O secretário-geral da Câmara de Comércio Indústria, Agricultura e Serviços (CCIAS), Saliu Bá, anunciou que os parceiros de concertação social do executivo guineense concordaram com o Orçamento Geral de Estado (OGE) para o ano económico de 2026, estimado em cerca de 531 mil milhões de francos CFA, um crescimento de 31,28% face ao de 2025.
Ainda assim recomendaram ao governo de transição liderado por Ilídio Vieira Té a melhorar alguns aspetos para a sua eficácia.
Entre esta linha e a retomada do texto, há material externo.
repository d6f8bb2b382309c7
//! HTTP API: server wiring, routing, security boundary and request/response mapping.

pub mod app;
pub mod config;
pub mod context;
pub mod middleware;
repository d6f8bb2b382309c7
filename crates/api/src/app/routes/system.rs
use axum::http::StatusCode;

pub async fn health() -> StatusCode {
    StatusCode::OK
}
//! Tracing/logging initialization.
//!
//! Filtering comes from `RUST_LOG` (default `info`); the output format from
//! `LOG_FORMAT` (`json` by default, `pretty` for local work).

use tracing_subscriber::EnvFilter;

/// Output format for log lines.
#[derive(Debug, Copy, Clone, PartialEq, Eq)]
pub enum LogFormat {
    Json,
    Pretty,
}

impl LogFormat {
    /// Parse a `LOG_FORMAT` value; anything unrecognised falls back to JSON.
    pub fn parse(value: Option<&str>) -> Self {
        match value.map(|v| v.trim().to_ascii_lowercase()).as_deref() {
            Some("pretty") | Some("text") => LogFormat::Pretty,
            _ => LogFormat::Json,
        }
    }
}

/// Initialize tracing/logging for the process.
///
/// Safe to call multiple times (subsequent calls are no-ops).
pub fn init() {
    let format = LogFormat::parse(std::env::var("LOG_FORMAT").ok().as_deref());
    init_with(format);
}

pub fn init_with(format: LogFormat) {
    let filter = EnvFilter::try_from_default_env().unwrap_or_else(|_| EnvFilter::new("info"));

    let builder = tracing_subscriber::fmt()
        .with_env_filter(filter)
        .with_timer(tracing_subscriber::fmt::time::SystemTime);

    let _ = match format {
        LogFormat::Json => builder.json().with_target(false).try_init(),
        LogFormat::Pretty => builder.with_target(true).try_init(),
    };
}
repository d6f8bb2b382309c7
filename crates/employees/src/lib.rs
//! Employee records domain module.
//!
//! Holds the employee record model and the store abstraction the HTTP layer
//! talks to. No IO and no HTTP in here.

pub mod employee;
pub mod store;

pub use employee::{Employee, EmployeePayload};
pub use store::{DeleteOutcome, EmployeeStore, InMemoryEmployeeStore};
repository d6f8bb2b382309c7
//! OAuth2 authorization-code client for a single provider registration.

use serde::Deserialize;
use serde_json::{Map, Value};
use tracing::instrument;
use url::Url;
use uuid::Uuid;

use crate::discovery::ProviderMetadata;
use crate::error::AuthError;

/// Static description of this service as a client of the identity provider.
#[derive(Debug, Clone, PartialEq)]
pub struct ClientRegistration {
    /// Local name of the registration (`keycloak`), used in login-flow paths.
    pub registration_id: String,
    pub client_id: String,
    pub client_secret: String,
    /// Where the provider sends the browser back with the authorization code.
    pub redirect_uri: String,
    pub scopes: Vec<String>,
    pub provider: ProviderMetadata,
}

/// A freshly generated authorization request.
///
/// `state` and `nonce` must be remembered until the callback arrives.
#[derive(Debug, Clone, PartialEq, Eq)]
pub struct AuthorizationRequest {
    pub url: String,
    pub state: String,
    pub nonce: String,
}

/// Successful token endpoint response (RFC 6749 §5.1 plus OIDC `id_token`).
#[derive(Debug, Clone, PartialEq, Deserialize)]
pub struct TokenResponse {
    pub access_token: String,
    #[serde(default)]
    pub token_type: Option<String>,
    #[serde(default)]
    pub expires_in: Option<i64>,
    #[serde(default)]
    pub refresh_token: Option<String>,
    #[serde(default)]
    pub id_token: Option<String>,
    #[serde(default)]
    pub scope: Option<String>,
}

#[derive(Debug, Deserialize)]
struct TokenErrorResponse {
    error: String,
    #[serde(default)]
    error_description: Option<String>,
}

#[derive(Debug, Clone)]
pub struct OAuth2Client {
    registration: ClientRegistration,
    http: reqwest::Client,
}

impl OAuth2Client {
    pub fn new(registration: ClientRegistration, http: reqwest::Client) -> Self {
        Self { registration, http }
    }

    pub fn registration(&self) -> &ClientRegistration {
        &self.registration
    }

    /// Build the provider redirect that starts a browser login.
    pub fn authorization_request(&self) -> Result<AuthorizationRequest, AuthError> {
        let reg = &self.registration;
        let state = Uuid::new_v4().simple().to_string();
        let nonce = Uuid::new_v4().simple().to_string();

        let mut url = Url::parse(&reg.provider.authorization_endpoint).map_err(|e| {
            AuthError::InvalidConfiguration(format!("authorization endpoint: {e}"))
        })?;
        url.query_pairs_mut()
            .append_pair("response_type", "code")
            .append_pair("client_id", &reg.client_id)
            .append_pair("scope", &reg.scopes.join(" "))
            .append_pair("state", &state)
            .append_pair("redirect_uri", &reg.redirect_uri)
            .append_pair("nonce", &nonce);

        Ok(AuthorizationRequest {
            url: url.into(),
            state,
            nonce,
        })
    }

    /// Trade an authorization code for tokens (client_secret_basic).
    #[instrument(skip_all, fields(registration = %self.registration.registration_id))]
    pub async fn exchange_code(&self, code: &str) -> Result<TokenResponse, AuthError> {
        let reg = &self.registration;
        let response = self
            .http
            .post(&reg.provider.token_endpoint)
            .basic_auth(&reg.client_id, Some(&reg.client_secret))
            .form(&[
                ("grant_type", "authorization_code"),
                ("code", code),
                ("redirect_uri", reg.redirect_uri.as_str()),
            ])
            .send()
            .await
            .map_err(|e| AuthError::TokenExchange(format!("request failed: {e}")))?;

        let status = response.status();
        if !status.is_success() {
            let message = match response.json::<TokenErrorResponse>().await {
                Ok(body) => match body.error_description {
                    Some(desc) => format!("{}: {desc}", body.error),
                    None => body.error,
                },
                Err(_) => format!("HTTP {status}"),
            };
            return Err(AuthError::TokenExchange(message));
        }

        response
            .json::<TokenResponse>()
            .await
            .map_err(|e| AuthError::TokenExchange(format!("invalid token response: {e}")))
    }

    /// Claims from the provider's userinfo endpoint.
    pub async fn fetch_userinfo(&self, access_token: &str) -> Result<Map<String, Value>, AuthError> {
        let endpoint = self
            .registration
            .provider
            .userinfo_endpoint
            .as_deref()
            .ok_or_else(|| AuthError::UserInfo("provider has no userinfo endpoint".to_string()))?;

        let response = self
            .http
            .get(endpoint)
            .bearer_auth(access_token)
            .send()
            .await
            .map_err(|e| AuthError::UserInfo(format!("request failed: {e}")))?;

        if !response.status().is_success() {
            return Err(AuthError::UserInfo(format!("HTTP {}", response.status())));
        }

        response
            .json::<Map<String, Value>>()
            .await
            .map_err(|e| AuthError::UserInfo(format!("invalid userinfo response: {e}")))
    }
}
Saliu Bá falava esta quinta-feira, 08 de janeiro, à saída da reunião de concertação social que juntou sindicalistas, atores do setor privado e membros de governo.
A proposta de lei do OGE para 2026 – que prevê um défice de 80 mil milhões de francos CFA, inferior aos 85.849 milhões de 2025 – foi debatida e aprovada a 30 de dezembro em reunião semanal do Conselho de Ministros, presidida pelo presidente da transição, general Horta Inta-a, que tomou o poder através de um golpe militar no passado dia 26 de novembro.
No Orçamento Geral de Estado aprovado para o ano económico 2026, o governo atribuiu 39 % para as despesas correntes, 46% para as dívidas públicas e 15% reservado para investimentos.
“O documento foi aprovado pelo conselho de concertação com algumas recomendações deixadas para o seu melhoramento”, afirmou e disse que dada a situação atual, o país foi obrigado a pensar nos recursos internos para aumentar as receitas.
“O OGE é um documento elaborado pelo governo e aprovado pelos parlamentares. Neste momento, está a funcionar uma nova estrutura, Conselho Nacional de Transição, que está a desempenhar o papel do Parlamento e o espaço de concertação social, enquanto parceiro, foi convidado para o encontro para analisar o documento e dar as suas contribuições para a sua eficácia”, assinalou.
Saliu Bá disse que durante o encontro foram analisadas várias questões de vários setores sociais, nomeadamente o setor privado, na componente da comercialização de castanha de caju, mostrando que o momento também serviu para propor algumas alterações em termos das taxas.